2010.02.09 08:16 "Re: [Tiff] FFT on two TIFF images", by

Thanks Andy and Richard, some other people pointed out the possibility of using OpenImageIO. It looks good and I'll give it a try.

I have no experience working with TIFF images at all, but I'll tell you about the context I'm working. I have a program that sends a TIFF Image by fax, on the opposite end, I have another instance of the same program receiving the fax.

So, in the receiving part, I have both, the sent image and the received image. I want to compare them, to see if the line has caused any error. Both images are of course the same size. I have several types of images, some are multipage TIFF.

This is what made me thing about using the correlation to measure the resemblance. Doing the FFT with FFTW looked quite simple, but my lack of experience dealing with images is the main obstacle. I started reading about TIFF and tiles, scanlines, grayscale, rgba... but I didn't really understand many of the concepts... and still don't.

I appreciate all your answers, they've shed some light in the problem :)

-----Mensaje original-----

De: Andy Cave [mailto:andy.cave@hamillroad.com] Enviado el: martes, 09 de febrero de 2010 0:05 Para: Richard Nolde; Tiff Listserve; Gil, Debora, VF-ES (dgilalv) STU Asunto: Re: [Tiff] FFT on two TIFF images

Hi Richard, Debora,

----- Original Message -----

From: "Richard Nolde" <richard.nolde@cybox.com> To: "Tiff Listserve" <tiff@lists.maptools.org>; <debora.gil@vodafone.com> Sent: Monday, February 08, 2010 9:39 PM Subject: [Tiff] FFT on two TIFF images

  1. Fourier Transforms only work if the width of the sample is a power of two, which is pretty unlikely to be the case with faxes. You will need to pad each line out to a power of two with zeros before processing your data with an FFT.

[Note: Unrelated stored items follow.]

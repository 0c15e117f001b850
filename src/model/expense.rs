//! Expense rows as stored in a month sheet.

use crate::model::dates;
use crate::model::Amount;
use anyhow::{bail, Context};
use chrono::NaiveDate;
use serde::{Deserialize, Serialize};
use std::str::FromStr;

/// The header row of every month sheet.
pub const EXPENSE_HEADERS: [&str; 7] = [
    "Date",
    "Amount",
    "Expense Type",
    "Payment Type",
    "Paid By",
    "Remarks",
    "Timestamp",
];

/// The number of columns in a month sheet.
pub const EXPENSE_COLUMNS: usize = EXPENSE_HEADERS.len();

/// An expense as submitted by the user, before it has been written. The validation layer checks
/// these fields, so none of them are guaranteed to be well-formed.
#[derive(Debug, Clone, Default, Eq, PartialEq, Serialize, Deserialize)]
#[serde(rename_all = "snake_case")]
pub struct NewExpense {
    /// `DD-MM-YYYY`
    pub date: String,
    pub amount: Amount,
    pub expense_type: String,
    pub payment_type: String,
    pub paid_by: String,
    pub remarks: Option<String>,
}

impl NewExpense {
    /// Parses `date`. The month of this date selects the sheet the expense is appended to.
    pub fn parsed_date(&self) -> anyhow::Result<NaiveDate> {
        dates::parse_date(&self.date)
    }

    /// Serializes the expense into a sheet row, stamping it with `timestamp`.
    pub(crate) fn to_row(&self, timestamp: &str) -> Vec<String> {
        vec![
            self.date.clone(),
            self.amount.to_string(),
            self.expense_type.clone(),
            self.payment_type.clone(),
            self.paid_by.clone(),
            self.remarks.clone().unwrap_or_default(),
            timestamp.to_string(),
        ]
    }
}

/// An expense that has been read back from a month sheet.
#[derive(Debug, Clone, Default, Eq, PartialEq, Serialize, Deserialize)]
#[serde(rename_all = "snake_case")]
pub struct Expense {
    pub date: String,
    pub amount: Amount,
    pub expense_type: String,
    pub payment_type: String,
    pub paid_by: String,
    pub remarks: String,
    pub timestamp: String,
}

impl Expense {
    /// Parses one data row. The Sheets API drops trailing empty cells, so short rows are padded
    /// with empty strings. A row whose amount does not parse is an error.
    pub(crate) fn from_row<S: AsRef<str>>(row: &[S]) -> anyhow::Result<Self> {
        if row.len() > EXPENSE_COLUMNS {
            bail!(
                "Expected at most {EXPENSE_COLUMNS} columns but the row has {}",
                row.len()
            );
        }
        let cell = |ix: usize| {
            row.get(ix)
                .map(|s| s.as_ref().to_string())
                .unwrap_or_default()
        };
        let raw_amount = cell(1);
        let amount = Amount::from_str(&raw_amount)
            .with_context(|| format!("Bad amount in expense dated '{}'", cell(0)))?;
        Ok(Self {
            date: cell(0),
            amount,
            expense_type: cell(2),
            payment_type: cell(3),
            paid_by: cell(4),
            remarks: cell(5),
            timestamp: cell(6),
        })
    }

    /// True when this record holds what was submitted in `new`, ignoring the generated timestamp.
    pub fn matches(&self, new: &NewExpense) -> bool {
        self.date == new.date
            && self.amount == new.amount
            && self.expense_type == new.expense_type
            && self.payment_type == new.payment_type
            && self.paid_by == new.paid_by
            && self.remarks == new.remarks.clone().unwrap_or_default()
    }
}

Not true. Modern FFTs can compute FFTs on any sized data and incredibly fast too. The fastest FFTs around that can do that are FFTW (MIT) and MKL (Intel). FFTW is free for non-commercial use, otherwise it costs (but you get source). MKL is a lot cheaper if you want to buy it for commercial use, but you only get object (for one platform unless you purchase multiple licenses).

  1. It has been a long time since I wrote an FFT, so I'm not too sure about this next comment. You may want to check if there is any value in doing an FFT on bilevel images. I think it is more common to do FFTs on grayscale images where the rate of transition from light to dark can vary over a wide area instead of being a simple on/off transition.

You can do a lot of anaylsis by doing FFTs on 1 bit images. Probably things you've not thought of doing though.